- [Work request]
Only the lines of the data holding the string "false" need to be returned.

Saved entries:
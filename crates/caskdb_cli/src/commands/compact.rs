//! Compact command implementation.

use super::inspect::inspect;
use super::{open_dir, open_engine, CliError};
use caskdb_core::compaction::local_hour;
use caskdb_core::{CompactionResult, Config, MergePolicy, TombstoneEncoding};
use std::path::Path;

/// Record counts that drive the merge decision.
#[derive(Debug, Clone, PartialEq, Eq)]
pub struct Analysis {
    /// Segment files.
    pub segments: u64,
    /// Segments a merge pass would rewrite.
    pub mergeable: u64,
    /// Records across all segments.
    pub records: u64,
    /// Dead records across all segments.
    pub dead: u64,
}

impl Analysis {
    fn dead_ratio(&self) -> f64 {
        if self.records == 0 {
            0.0
        } else {
            self.dead as f64 / self.records as f64
        }
    }
}

/// Runs the compact command.
///
/// A dry run only reads the segment files. Otherwise the engine is opened
/// (taking the directory lock) and one merge pass is forced, regardless of
/// the dead ratio and the merge window.
pub fn run(
    path: &Path,
    dry_run: bool,
    encoding: TombstoneEncoding,
) -> Result<(), Box<dyn std::error::Error>> {
    println!("Compacting segments at {:?}", path);
    if dry_run {
        println!("(dry run - no changes will be made)");
        println!();
        print_analysis(&analyze(path, encoding)?, &Config::default());
        return Ok(());
    }
    println!();

    let engine = open_engine(path, encoding)?;
    let stats = engine.stats();
    let active = engine.active_segment_id()?;
    let mergeable = engine.segment_ids().iter().filter(|id| **id < active).count();
    let analysis = Analysis {
        segments: stats.segments,
        mergeable: mergeable as u64,
        records: stats.sum,
        dead: stats.dead,
    };
    print_analysis(&analysis, engine.config());

    println!();
    if mergeable == 0 {
        println!("No compaction needed - only the active segment exists");
    } else {
        println!("Performing compaction...");
        let result = engine.merge()?;
        print_result(&result);
        println!("✓ Compaction complete");
    }

    engine.close()?;
    Ok(())
}

/// Computes merge statistics from the segment files without opening an engine.
///
/// The last segment would stay active unless its scan did not end cleanly,
/// in which case an engine would start a fresh one.
pub fn analyze(path: &Path, encoding: TombstoneEncoding) -> Result<Analysis, CliError> {
    let dir = open_dir(path)?;
    let result = inspect(&dir, encoding)?;
    let last_clean = result
        .segments
        .as_ref()
        .and_then(|segments| segments.last())
        .map_or(true, |last| last.end == "clean");
    let segments = result.segment_count as u64;

    Ok(Analysis {
        segments,
        mergeable: if last_clean {
            segments.saturating_sub(1)
        } else {
            segments
        },
        records: result.record_count,
        dead: result.dead_count,
    })
}

fn print_analysis(analysis: &Analysis, config: &Config) {
    println!("Compaction Analysis:");
    println!(
        "  Segments:          {} ({} mergeable)",
        analysis.segments, analysis.mergeable
    );
    println!("  Records:           {}", analysis.records);
    println!(
        "  Dead records:      {} ({:.1}%)",
        analysis.dead,
        analysis.dead_ratio() * 100.0
    );
    println!("  Merge trigger:     {:.1}%", config.merge_trigger * 100.0);

    let hour = local_hour();
    let policy = MergePolicy::new(config.merge_trigger, config.merge_window);
    let due = policy.should_merge(analysis.records, analysis.dead, hour);
    println!(
        "  Background merge:  {} (window {}..={}, hour {hour})",
        if due { "due" } else { "not due" },
        config.merge_window.start_hour,
        config.merge_window.end_hour
    );
}

fn print_result(result: &CompactionResult) {
    println!("  Segments merged:   {}", result.segments_merged);
    if result.segments_retained > 0 {
        println!("  Segments retained: {}", result.segments_retained);
    }
    println!("  Records scanned:   {}", result.records_scanned);
    println!("  Records rewritten: {}", result.records_rewritten);
    println!("  Records dropped:   {}", result.records_dropped);
    println!("  Space reclaimed:   {} bytes", result.bytes_reclaimed);
}
//! Engine configuration.

use crate::error::{CoreError, CoreResult};
use crate::segment::record::HEADER_SIZE;
use crate::types::TombstoneEncoding;
use std::time::Duration;

/// Hours of the day during which background merges may run.
///
/// Both ends are inclusive. A window whose start is after its end wraps past
/// midnight, so `22..=3` allows 22:00 through 03:59.
#[derive(Debug, Clone, Copy, PartialEq, Eq)]
pub struct MergeWindow {
    /// First hour (0-23) of the window.
    pub start_hour: u32,
    /// Last hour (0-23) of the window.
    pub end_hour: u32,
}

impl MergeWindow {
    /// A window covering the whole day.
    pub const ALWAYS: Self = Self {
        start_hour: 0,
        end_hour: 23,
    };

    /// Creates a window from `start_hour` through `end_hour`.
    #[must_use]
    pub const fn new(start_hour: u32, end_hour: u32) -> Self {
        Self {
            start_hour,
            end_hour,
        }
    }

    /// Returns true if `hour` falls inside the window.
    #[must_use]
    pub const fn contains(&self, hour: u32) -> bool {
        if self.start_hour <= self.end_hour {
            hour >= self.start_hour && hour <= self.end_hour
        } else {
            hour >= self.start_hour || hour <= self.end_hour
        }
    }
}

impl Default for MergeWindow {
    fn default() -> Self {
        Self::ALWAYS
    }
}

/// Configuration for opening an engine.
#[derive(Debug, Clone)]
pub struct Config {
    /// Whether to create the storage directory if it doesn't exist.
    pub create_if_missing: bool,

    /// Whether to take an advisory lock on the storage directory.
    pub lock_directory: bool,

    /// Maximum size of a segment file before rotation.
    pub max_segment_size: u64,

    /// Whether to fsync the active segment after every write.
    pub sync_on_write: bool,

    /// Whether corruption in the middle of a segment fails the open.
    pub strict_recovery: bool,

    /// How deletions are written and recognised.
    pub tombstone_encoding: TombstoneEncoding,

    /// Whether to run the background compactor.
    pub compaction: bool,

    /// Dead/total record ratio above which a merge is triggered.
    pub merge_trigger: f64,

    /// Hours of the day during which background merges may run.
    pub merge_window: MergeWindow,

    /// How often the compactor wakes up to check the trigger.
    pub merge_interval: Duration,

    /// Pause between segments during a merge pass.
    pub merge_pause: Duration,

    /// Delay before retrying after a failed merge pass.
    pub merge_retry_delay: Duration,

    /// Log collaborator for engine and compactor events.
    ///
    /// `None` uses whatever default dispatcher is active when the engine opens.
    pub log_dispatch: Option<tracing::Dispatch>,
}

impl Default for Config {
    fn default() -> Self {
        Self {
            create_if_missing: true,
            lock_directory: true,
            max_segment_size: 1024 * 1024 * 1024, // 1 GB
            sync_on_write: false,
            strict_recovery: false,
            tombstone_encoding: TombstoneEncoding::Flag,
            compaction: true,
            merge_trigger: 0.6,
            merge_window: MergeWindow::ALWAYS,
            merge_interval: Duration::from_secs(10 * 60),
            merge_pause: Duration::from_secs(10),
            merge_retry_delay: Duration::from_secs(60),
            log_dispatch: None,
        }
    }
}

impl Config {
    /// Creates a new configuration with default values.
    #[must_use]
    pub fn new() -> Self {
        Self::default()
    }

    /// Sets whether to create the directory if missing.
    #[must_use]
    pub const fn create_if_missing(mut self, value: bool) -> Self {
        self.create_if_missing = value;
        self
    }

    /// Sets whether to lock the storage directory.
    #[must_use]
    pub const fn lock_directory(mut self, value: bool) -> Self {
        self.lock_directory = value;
        self
    }

    /// Sets maximum segment file size.
    #[must_use]
    pub const fn max_segment_size(mut self, size: u64) -> Self {
        self.max_segment_size = size;
        self
    }

    /// Sets whether to fsync after every write.
    #[must_use]
    pub const fn sync_on_write(mut self, value: bool) -> Self {
        self.sync_on_write = value;
        self
    }

    /// Sets whether mid-segment corruption fails the open.
    #[must_use]
    pub const fn strict_recovery(mut self, value: bool) -> Self {
        self.strict_recovery = value;
        self
    }

    /// Sets the deletion marker encoding.
    #[must_use]
    pub const fn tombstone_encoding(mut self, encoding: TombstoneEncoding) -> Self {
        self.tombstone_encoding = encoding;
        self
    }

    /// Enables or disables the background compactor.
    #[must_use]
    pub const fn compaction(mut self, value: bool) -> Self {
        self.compaction = value;
        self
    }

    /// Sets the dead ratio that triggers a merge.
    #[must_use]
    pub const fn merge_trigger(mut self, ratio: f64) -> Self {
        self.merge_trigger = ratio;
        self
    }

    /// Sets the merge window.
    #[must_use]
    pub const fn merge_window(mut self, window: MergeWindow) -> Self {
        self.merge_window = window;
        self
    }

    /// Sets the compactor wake-up interval.
    #[must_use]
    pub const fn merge_interval(mut self, interval: Duration) -> Self {
        self.merge_interval = interval;
        self
    }

    /// Sets the pause between merged segments.
    #[must_use]
    pub const fn merge_pause(mut self, pause: Duration) -> Self {
        self.merge_pause = pause;
        self
    }

    /// Sets the retry delay after a failed merge.
    #[must_use]
    pub const fn merge_retry_delay(mut self, delay: Duration) -> Self {
        self.merge_retry_delay = delay;
        self
    }

    /// Sets the log collaborator.
    #[must_use]
    pub fn log_dispatch(mut self, dispatch: tracing::Dispatch) -> Self {
        self.log_dispatch = Some(dispatch);
        self
    }

    /// Checks that every setting is usable.
    pub fn validate(&self) -> CoreResult<()> {
        if self.max_segment_size <= HEADER_SIZE as u64 {
            return Err(CoreError::InvalidConfig {
                message: "max_segment_size must exceed the record header size",
            });
        }
        if !self.merge_trigger.is_finite() || self.merge_trigger < 0.0 {
            return Err(CoreError::InvalidConfig {
                message: "merge_trigger must be a non-negative number",
            });
        }
        if self.merge_window.start_hour > 23 || self.merge_window.end_hour > 23 {
            return Err(CoreError::InvalidConfig {
                message: "merge window hours must be between 0 and 23",
            });
        }
        if self.merge_interval.is_zero() {
            return Err(CoreError::InvalidConfig {
                message: "merge_interval must be non-zero",
            });
        }
        Ok(())
    }
}

#[cfg(test)]
mod tests {
    use super::*;

    #[test]
    fn default_config() {
        let config = Config::default();
        assert!(config.create_if_missing);
        assert!(config.lock_directory);
        assert!(!config.sync_on_write);
        assert!((config.merge_trigger - 0.6).abs() < f64::EPSILON);
        assert_eq!(config.merge_window, MergeWindow::ALWAYS);
        assert!(config.validate().is_ok());
    }

    #[test]
    fn builder_pattern() {
        let config = Config::new()
            .max_segment_size(64)
            .sync_on_write(true)
            .compaction(false)
            .merge_window(MergeWindow::new(2, 5));

        assert_eq!(config.max_segment_size, 64);
        assert!(config.sync_on_write);
        assert!(!config.compaction);
        assert_eq!(config.merge_window.start_hour, 2);
    }

    #[test]
    fn window_contains() {
        let day = MergeWindow::new(2, 5);
        assert!(day.contains(2));
        assert!(day.contains(5));
        assert!(!day.contains(1));
        assert!(!day.contains(6));

        let night = MergeWindow::new(22, 3);
        assert!(night.contains(23));
        assert!(night.contains(0));
        assert!(night.contains(3));
        assert!(!night.contains(12));

        assert!((0..24).all(|h| MergeWindow::ALWAYS.contains(h)));
    }

    #[test]
    fn validate_rejects_bad_values() {
        assert!(Config::new().max_segment_size(10).validate().is_err());
        assert!(Config::new().merge_trigger(f64::NAN).validate().is_err());
        assert!(Config::new().merge_trigger(-0.1).validate().is_err());
        assert!(Config::new()
            .merge_window(MergeWindow::new(0, 24))
            .validate()
            .is_err());
        assert!(Config::new()
            .merge_interval(Duration::ZERO)
            .validate()
            .is_err());
    }
}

- [Response to this exercise]
            sync_on_write: false,
            strict_recovery: false,
            .compaction(false)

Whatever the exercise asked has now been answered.